*** Opening of Exercise input ***
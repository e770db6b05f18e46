//! Single-threaded event loop that drives every connection to completion.
//!
//! The engine owns the [`Multiplexer`], the [`Registry`] of connections and
//! the active-connection count. [`Engine::run`] blocks in
//! [`Multiplexer::wait`], dispatches the whole batch to the transfer state
//! machine, retires connections that reached `Closed`, and loops until no
//! connection is active.

use std::io::Read;
use std::os::fd::AsFd;

use crate::config::EngineConfig;
use crate::connection::{Channel, Connection};
use crate::error::{FeedError, FeedResult};
use crate::mux::{Interest, Multiplexer, Readiness, Wait};
use crate::registry::{Handle, Registry};
use crate::transfer::{CloseReason, Progress};

/// How an event loop ended.
#[derive(Debug, Clone, Copy, PartialEq, Eq)]
pub enum Exit {
    /// Every connection reached a terminal state.
    Completed,
    /// A watched signal asked the loop to stop. Remaining connections were
    /// released.
    Interrupted,
}

/// Final accounting of one connection.
#[derive(Debug, Clone, Copy, PartialEq, Eq)]
pub struct Outcome {
    /// Handle the connection was registered under.
    pub handle: Handle,
    /// Why the connection closed.
    pub reason: CloseReason,
    /// Bytes sent to the peer.
    pub bytes_sent: u64,
    /// Bytes received from the peer.
    pub bytes_received: u64,
}

/// Event loop driver over a set of connections.
pub struct Engine<C: Channel + AsFd, S: Read> {
    config: EngineConfig,
    mux: Multiplexer,
    connections: Registry<Connection<C, S>>,
    active: usize,
    batch: Vec<Readiness>,
    outcomes: Vec<Outcome>,
}

impl<C: Channel + AsFd, S: Read> Engine<C, S> {
    /// Creates an engine with no connections.
    pub fn new(config: EngineConfig) -> FeedResult<Self> {
        config.validate()?;
        let mux = Multiplexer::new(config.max_batch)?;
        let batch = Vec::with_capacity(config.max_batch);
        Ok(Engine {
            config,
            mux,
            connections: Registry::new(),
            active: 0,
            batch,
            outcomes: Vec::new(),
        })
    }

    /// Takes ownership of `channel` and `source`, switches the channel to
    /// non-blocking mode and watches it for both readiness directions.
    pub fn add(&mut self, channel: C, source: S) -> FeedResult<Handle> {
        channel
            .set_nonblocking(true)
            .map_err(FeedError::Registration)?;
        let handle = self
            .connections
            .register(channel, source, self.config.buffer_capacity)?;
        let Some(record) = self.connections.get(handle) else {
            return Err(FeedError::ProtocolViolation(format!(
                "record {handle} vanished after registration"
            )));
        };
        if let Err(e) = self.mux.watch(record.channel(), Interest::both(), handle.key()) {
            self.connections.remove(handle);
            return Err(e);
        }
        self.active += 1;
        log::debug!("Added connection {handle}, {} active", self.active);
        Ok(handle)
    }

    /// Routes `signals` to the wait so that they end [`run`](Self::run) with
    /// [`Exit::Interrupted`].
    pub fn interrupt_on(&mut self, signals: &[i32]) -> FeedResult<()> {
        self.mux.interrupt_on(signals)
    }

    /// Number of connections that have not reached `Closed`.
    pub fn active_count(&self) -> usize {
        self.active
    }

    /// Terminal outcome of every retired connection, in closing order.
    pub fn outcomes(&self) -> &[Outcome] {
        &self.outcomes
    }

    /// Returns the live record named by `handle`.
    pub fn connection(&self, handle: Handle) -> Option<&Connection<C, S>> {
        self.connections.get(handle)
    }

    /// True if the channel of `handle` is still watched by the multiplexer.
    pub fn is_watched(&self, handle: Handle) -> bool {
        self.connections
            .get(handle)
            .is_some_and(|record| self.mux.is_watched(record.channel()))
    }

    /// Runs until every connection is closed or a signal interrupts the wait.
    ///
    /// Process-fatal errors release every remaining connection before they
    /// are returned.
    pub fn run(&mut self) -> FeedResult<Exit> {
        while self.active > 0 {
            match self.mux.wait(&mut self.batch) {
                Ok(Wait::Ready) => {}
                Ok(Wait::Interrupted) => {
                    log::info!("Interrupted with {} active connections, shutting down", self.active);
                    self.shutdown();
                    return Ok(Exit::Interrupted);
                }
                Err(e) => {
                    log::error!("Wait failed: {e}");
                    self.shutdown();
                    return Err(e);
                }
            }

            let batch = std::mem::take(&mut self.batch);
            let dispatched = batch.iter().try_for_each(|event| self.dispatch(*event));
            self.batch = batch;
            if let Err(e) = dispatched {
                log::error!("Fatal error, shutting down: {e}");
                self.shutdown();
                return Err(e);
            }
        }
        log::info!("All connections closed");
        Ok(Exit::Completed)
    }

    fn dispatch(&mut self, event: Readiness) -> FeedResult<()> {
        let handle = Handle::from_key(event.key);
        let policy = self.config.ack;
        let Some(record) = self.connections.get_mut(handle) else {
            log::trace!("Event for retired key {:#x}", event.key);
            return Ok(());
        };

        let mut result = Ok(Progress::Open);
        if event.readable {
            result = record.on_readable(policy);
        }
        if event.writable && matches!(result, Ok(Progress::Open)) {
            result = record.on_writable(policy);
        }

        match result {
            Ok(Progress::Open) => Ok(()),
            Ok(Progress::Closed(reason)) => self.retire(handle, reason),
            Err(e) if e.is_connection_fatal() => {
                log::error!("Connection {handle} failed: {e}");
                let reason = record.fail();
                self.retire(handle, reason)
            }
            Err(e) => Err(e),
        }
    }

    /// Deregisters, closes and forgets a connection in `Closed` state.
    fn retire(&mut self, handle: Handle, reason: CloseReason) -> FeedResult<()> {
        let Some(record) = self.connections.get(handle) else {
            return Ok(());
        };
        self.mux.unwatch(record.channel())?;
        if let Some(record) = self.connections.remove(handle) {
            self.outcomes.push(Outcome {
                handle,
                reason,
                bytes_sent: record.bytes_sent(),
                bytes_received: record.bytes_received(),
            });
            // dropping the record closes the channel and the source
            drop(record);
        }
        self.active = self.active.saturating_sub(1);
        log::debug!("Connection {handle} closed ({reason:?}), {} active", self.active);
        Ok(())
    }

    /// Releases every remaining connection in insertion order.
    ///
    /// Safe to call any number of times.
    pub fn shutdown(&mut self) {
        let mux = &mut self.mux;
        self.connections.for_each(|handle, record| {
            if let Err(e) = mux.unwatch(record.channel()) {
                log::warn!("Releasing {handle}: {e}");
            }
            record.fail();
        });
        // dropping the records closes their channels and sources
        drop(self.connections.drain());
        self.active = 0;
    }
}

impl<C: Channel + AsFd, S: Read> Drop for Engine<C, S> {
    fn drop(&mut self) {
        self.shutdown();
    }
}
*** Close of Exercise input ***
**Your instructions**
Produce an exact copy of every entry above.

**Solution**
repository e770db6b05f18e46
//! Single-threaded event loop that drives every connection to completion.
//!
//! The engine owns the [`Multiplexer`], the [`Registry`] of connections and
//! the active-connection count. [`Engine::run`] blocks in
//! [`Multiplexer::wait`], dispatches the whole batch to the transfer state
//! machine, retires connections that reached `Closed`, and loops until no
//! connection is active.

use std::io::Read;
use std::os::fd::AsFd;

use crate::config::EngineConfig;
use crate::connection::{Channel, Connection};
use crate::error::{FeedError, FeedResult};
use crate::mux::{Interest, Multiplexer, Readiness, Wait};
use crate::registry::{Handle, Registry};
use crate::transfer::{CloseReason, Progress};

/// How an event loop ended.
#[derive(Debug, Clone, Copy, PartialEq, Eq)]
pub enum Exit {
    /// Every connection reached a terminal state.
    Completed,
    /// A watched signal asked the loop to stop. Remaining connections were
    /// released.
    Interrupted,
}

/// Final accounting of one connection.
#[derive(Debug, Clone, Copy, PartialEq, Eq)]
pub struct Outcome {
    /// Handle the connection was registered under.
    pub handle: Handle,
    /// Why the connection closed.
    pub reason: CloseReason,
    /// Bytes sent to the peer.
    pub bytes_sent: u64,
    /// Bytes received from the peer.
    pub bytes_received: u64,
}

/// Event loop driver over a set of connections.
pub struct Engine<C: Channel + AsFd, S: Read> {
    config: EngineConfig,
    mux: Multiplexer,
    connections: Registry<Connection<C, S>>,
    active: usize,
    batch: Vec<Readiness>,
    outcomes: Vec<Outcome>,
}

impl<C: Channel + AsFd, S: Read> Engine<C, S> {
    /// Creates an engine with no connections.
    pub fn new(config: EngineConfig) -> FeedResult<Self> {
        config.validate()?;
        let mux = Multiplexer::new(config.max_batch)?;
        let batch = Vec::with_capacity(config.max_batch);
        Ok(Engine {
            config,
            mux,
            connections: Registry::new(),
            active: 0,
            batch,
            outcomes: Vec::new(),
        })
    }

    /// Takes ownership of `channel` and `source`, switches the channel to
    /// non-blocking mode and watches it for both readiness directions.
    pub fn add(&mut self, channel: C, source: S) -> FeedResult<Handle> {
        channel
            .set_nonblocking(true)
            .map_err(FeedError::Registration)?;
        let handle = self
            .connections
            .register(channel, source, self.config.buffer_capacity)?;
        let Some(record) = self.connections.get(handle) else {
            return Err(FeedError::ProtocolViolation(format!(
                "record {handle} vanished after registration"
            )));
        };
        if let Err(e) = self.mux.watch(record.channel(), Interest::both(), handle.key()) {
            self.connections.remove(handle);
            return Err(e);
        }
        self.active += 1;
        log::debug!("Added connection {handle}, {} active", self.active);
        Ok(handle)
    }

    /// Routes `signals` to the wait so that they end [`run`](Self::run) with
    /// [`Exit::Interrupted`].
    pub fn interrupt_on(&mut self, signals: &[i32]) -> FeedResult<()> {
        self.mux.interrupt_on(signals)
    }

    /// Number of connections that have not reached `Closed`.
    pub fn active_count(&self) -> usize {
        self.active
    }

    /// Terminal outcome of every retired connection, in closing order.
    pub fn outcomes(&self) -> &[Outcome] {
        &self.outcomes
    }

    /// Returns the live record named by `handle`.
    pub fn connection(&self, handle: Handle) -> Option<&Connection<C, S>> {
        self.connections.get(handle)
    }

    /// True if the channel of `handle` is still watched by the multiplexer.
    pub fn is_watched(&self, handle: Handle) -> bool {
        self.connections
            .get(handle)
            .is_some_and(|record| self.mux.is_watched(record.channel()))
    }

    /// Runs until every connection is closed or a signal interrupts the wait.
    ///
    /// Process-fatal errors release every remaining connection before they
    /// are returned.
    pub fn run(&mut self) -> FeedResult<Exit> {
        while self.active > 0 {
            match self.mux.wait(&mut self.batch) {
                Ok(Wait::Ready) => {}
                Ok(Wait::Interrupted) => {
                    log::info!("Interrupted with {} active connections, shutting down", self.active);
                    self.shutdown();
                    return Ok(Exit::Interrupted);
                }
                Err(e) => {
                    log::error!("Wait failed: {e}");
                    self.shutdown();
                    return Err(e);
                }
            }

            let batch = std::mem::take(&mut self.batch);
            let dispatched = batch.iter().try_for_each(|event| self.dispatch(*event));
            self.batch = batch;
            if let Err(e) = dispatched {
                log::error!("Fatal error, shutting down: {e}");
                self.shutdown();
                return Err(e);
            }
        }
        log::info!("All connections closed");
        Ok(Exit::Completed)
    }

    fn dispatch(&mut self, event: Readiness) -> FeedResult<()> {
        let handle = Handle::from_key(event.key);
        let policy = self.config.ack;
        let Some(record) = self.connections.get_mut(handle) else {
            log::trace!("Event for retired key {:#x}", event.key);
            return Ok(());
        };

        let mut result = Ok(Progress::Open);
        if event.readable {
            result = record.on_readable(policy);
        }
        if event.writable && matches!(result, Ok(Progress::Open)) {
            result = record.on_writable(policy);
        }

        match result {
            Ok(Progress::Open) => Ok(()),
            Ok(Progress::Closed(reason)) => self.retire(handle, reason),
            Err(e) if e.is_connection_fatal() => {
                log::error!("Connection {handle} failed: {e}");
                let reason = record.fail();
                self.retire(handle, reason)
            }
            Err(e) => Err(e),
        }
    }

    /// Deregisters, closes and forgets a connection in `Closed` state.
    fn retire(&mut self, handle: Handle, reason: CloseReason) -> FeedResult<()> {
        let Some(record) = self.connections.get(handle) else {
            return Ok(());
        };
        self.mux.unwatch(record.channel())?;
        if let Some(record) = self.connections.remove(handle) {
            self.outcomes.push(Outcome {
                handle,
                reason,
                bytes_sent: record.bytes_sent(),
                bytes_received: record.bytes_received(),
            });
            // dropping the record closes the channel and the source
            drop(record);
        }
        self.active = self.active.saturating_sub(1);
        log::debug!("Connection {handle} closed ({reason:?}), {} active", self.active);
        Ok(())
    }

    /// Releases every remaining connection in insertion order.
    ///
    /// Safe to call any number of times.
    pub fn shutdown(&mut self) {
        let mux = &mut self.mux;
        self.connections.for_each(|handle, record| {
            if let Err(e) = mux.unwatch(record.channel()) {
                log::warn!("Releasing {handle}: {e}");
            }
            record.fail();
        });
        // dropping the records closes their channels and sources
        drop(self.connections.drain());
        self.active = 0;
    }
}

impl<C: Channel + AsFd, S: Read> Drop for Engine<C, S> {
    fn drop(&mut self) {
        self.shutdown();
    }
}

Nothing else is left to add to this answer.